3) Eliminate expanded drug lists or EDLs. If you choose to keep an EDL as part of the benefit design, restrict them. Are you paid formulary rebates for a drug listed on the EDL? Worse yet, these EDLs create an environment where the relationship between physician and patient becomes transactional. Circumvention of a really good formulary is likely to result in wasteful and/or duplicative spending. 

4)  Lowest net cost formularies, high adherence rates (> 80%) and radical transparency in PBM contracts are and will remain the backbone of an efficiently run pharmacy benefit management program. Be relentless in removing money leaks from employer-sponsored pharmacy benefit programs. That effort starts with achieving radical transparency in your PBM service contract.

5) Education is key to getting to lowest net cost in employer-sponsored pharmacy benefit plans. Only the most sophisticated purchasers of PBM services will have the knowledge and confidence to bind lowest net costs for prescription drugs into contract language and benefit design. Hence, your competitive advantage includes executing good analysis of the correct information then deciding what all of this suggests for your organization. Those who seize the chance and develop a good plan have a higher probability of getting to lowest net cost. 

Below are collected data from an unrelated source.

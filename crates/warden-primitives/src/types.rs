//! identities, hashes and lifecycle status enums

use core::fmt;
use core::str::FromStr;

use serde::{Deserialize, Deserializer, Serialize, Serializer};

/// block height on the coordinating ledger
pub type BlockNumber = u64;

/// epoch index (0 = no epoch)
pub type EpochId = u64;

/// native token amount
pub type Balance = u128;

/// 20 byte account identity (keccak address of a secp256k1 key)
#[derive(Clone, Copy, Default, PartialEq, Eq, PartialOrd, Ord, Hash)]
pub struct Address(pub [u8; 20]);

/// 32 byte content hash
#[derive(Clone, Copy, Default, PartialEq, Eq, PartialOrd, Ord, Hash)]
pub struct H256(pub [u8; 32]);

/// hash of a finalized TSS public key
pub type KeyHash = H256;

/// hash of a voted claim
pub type ProposalId = H256;

/// 64 byte uncompressed secp256k1 public key (x || y, no 0x04 prefix)
#[derive(Clone, Copy, PartialEq, Eq, Hash)]
pub struct PublicKey(pub [u8; 64]);

macro_rules! hex_newtype {
    ($name:ident, $len:expr) => {
        impl $name {
            pub const LEN: usize = $len;

            pub fn as_bytes(&self) -> &[u8] {
                &self.0
            }

            pub fn from_slice(bytes: &[u8]) -> Option<Self> {
                let arr: [u8; $len] = bytes.try_into().ok()?;
                Some(Self(arr))
            }

            pub fn is_zero(&self) -> bool {
                self.0.iter().all(|b| *b == 0)
            }
        }

        impl fmt::Display for $name {
            fn fmt(&self, f: &mut fmt::Formatter<'_>) -> fmt::Result {
                write!(f, "0x{}", hex::encode(self.0))
            }
        }

        impl fmt::Debug for $name {
            fn fmt(&self, f: &mut fmt::Formatter<'_>) -> fmt::Result {
                fmt::Display::fmt(self, f)
            }
        }

        impl FromStr for $name {
            type Err = hex::FromHexError;

            fn from_str(s: &str) -> Result<Self, Self::Err> {
                let raw = s.strip_prefix("0x").unwrap_or(s);
                let mut out = [0u8; $len];
                hex::decode_to_slice(raw, &mut out)?;
                Ok(Self(out))
            }
        }

        impl Serialize for $name {
            fn serialize<S: Serializer>(&self, serializer: S) -> Result<S::Ok, S::Error> {
                serializer.collect_str(self)
            }
        }

        impl<'de> Deserialize<'de> for $name {
            fn deserialize<D: Deserializer<'de>>(deserializer: D) -> Result<Self, D::Error> {
                let s = String::deserialize(deserializer)?;
                s.parse().map_err(serde::de::Error::custom)
            }
        }
    };
}

hex_newtype!(Address, 20);
hex_newtype!(H256, 32);
hex_newtype!(PublicKey, 64);

impl Address {
    /// deterministic test/devnet identity
    pub fn repeat_byte(b: u8) -> Self {
        Self([b; 20])
    }
}

impl H256 {
    pub const ZERO: H256 = H256([0u8; 32]);
}

/// maintainer lifecycle status
#[derive(Clone, Copy, Debug, Default, PartialEq, Eq, Hash, Serialize, Deserialize)]
pub enum MaintainerStatus {
    #[default]
    Unknown,
    /// registered, not yet opted in
    Registered,
    /// eligible for election
    Standby,
    /// selected into an in-flight election
    Ready,
    /// member of the current committee
    Active,
    /// suspended until the jail term is swept
    Jailed,
    /// voluntarily left
    Revoked,
}

impl MaintainerStatus {
    /// statuses the orchestrator may elect
    pub fn is_electable(&self) -> bool {
        matches!(self, Self::Standby | Self::Ready | Self::Active)
    }
}

/// TSS instance status
#[derive(Clone, Copy, Debug, Default, PartialEq, Eq, Hash, Serialize, Deserialize)]
pub enum TssStatus {
    #[default]
    Unknown,
    KeygenPending,
    KeygenCompleted,
    KeygenFailed,
    Migrating,
    Migrated,
    Retiring,
    Retired,
    Active,
    EmergencyPause,
}

/// broad error class shared by every crate in the workspace
#[derive(Clone, Copy, Debug, PartialEq, Eq)]
pub enum ErrorKind {
    /// caller is not the expected collaborator or committee member
    Access,
    /// invalid state, input or duplicate action
    Precondition,
    /// a collaborator call failed
    External,
}
//! seams between the core and everything around it
//!
//! ```text
//!  ValidatorSource ──▶ MaintainerRegistry ──TssManager──▶ TssCoordinator ──▶ Bridge
//!                           ▲    │                            │
//!        Treasury ◀─────────┘    └────◀──MaintainerHooks──────┘
//! ```
//!
//! the registry and the coordinator never hold each other. whoever drives a
//! call hands one a short-lived capability for the other.

use core::fmt;

use thiserror::Error;

use crate::claims::{NetworkFee, TxIn, TxOut};
use crate::types::{Address, Balance, BlockNumber, EpochId, KeyHash, TssStatus};

/// external source of validator identities, read-only to the core
pub trait ValidatorSource {
    /// signers eligible at the current block, in canonical order
    fn current_eligible_signers(&self) -> Vec<Address>;

    fn is_validator(&self, who: &Address) -> bool;

    /// validator account behind a signer key
    fn signer_to_account(&self, signer: &Address) -> Address;
}

#[derive(Debug, Clone, PartialEq, Eq, Error)]
#[error("bridge call failed: {0}")]
pub struct BridgeError(pub String);

/// asset bridging pipeline; applies approved observations and moves vaults
pub trait Bridge {
    /// start moving custody from `retiring` (none at genesis) to `active`
    fn rotate(&mut self, retiring: Option<KeyHash>, active: KeyHash) -> Result<(), BridgeError>;

    /// progress the vault hand-off; `true` once it is complete
    fn migrate(&mut self) -> Result<bool, BridgeError>;

    fn post_network_fee(&mut self, fee: &NetworkFee) -> Result<(), BridgeError>;

    fn execute_tx_in(&mut self, tx: &TxIn) -> Result<(), BridgeError>;

    fn execute_tx_out(&mut self, tx: &TxOut) -> Result<(), BridgeError>;
}

#[derive(Debug, Clone, PartialEq, Eq, Error)]
#[error("transfer of {amount} to {to} failed: {reason}")]
pub struct TransferError {
    pub to: Address,
    pub amount: Balance,
    pub reason: String,
}

/// native payout sink for epoch rewards
pub trait Treasury {
    fn transfer(&mut self, to: &Address, amount: Balance) -> Result<(), TransferError>;
}

/// what the registry may ask of the TSS coordinator
pub trait TssManager {
    type Error: fmt::Display;

    /// `Ok(false)` means the committee is unchanged and no key rotation is needed
    fn elect(
        &mut self,
        now: BlockNumber,
        epoch_id: EpochId,
        maintainers: &[Address],
    ) -> Result<bool, Self::Error>;

    fn rotate(&mut self, now: BlockNumber, current: EpochId, next: EpochId) -> Result<(), Self::Error>;

    /// `Ok(true)` once the incoming key reached `Migrated`
    fn migrate(&mut self, now: BlockNumber, next: EpochId) -> Result<bool, Self::Error>;

    fn retire(&mut self, now: BlockNumber, prev: EpochId, next: EpochId) -> Result<(), Self::Error>;

    fn tss_status(&self, epoch_id: EpochId) -> TssStatus;

    fn slash_point(&self, account: &Address) -> u128;

    /// jail release wipes the slate
    fn reset_slash_point(&mut self, account: &Address);
}

/// what the TSS coordinator may ask of the registry
pub trait MaintainerHooks {
    type Error: fmt::Display;

    fn add_to_jail(&mut self, account: &Address) -> Result<(), Self::Error>;

    fn add_score(&mut self, epoch_id: EpochId, account: &Address, score: u128);
}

Five therapeutic categories are driving 90% of the specialty trend for CVS Caremark. Autoimmune is the largest drive because of supplemental indications, which is driving more utilization. The other four were oncology, cystic fibrosis, atopic dermatitis and HIV. New oncology products continue to be a large driver of spending and that in cystic fibrosis you are starting to see patients take more drugs per patient.

Evernorth’s report says 17 of the top 25 drugs ranked by total pharmacy spend were specialty medications in 2020.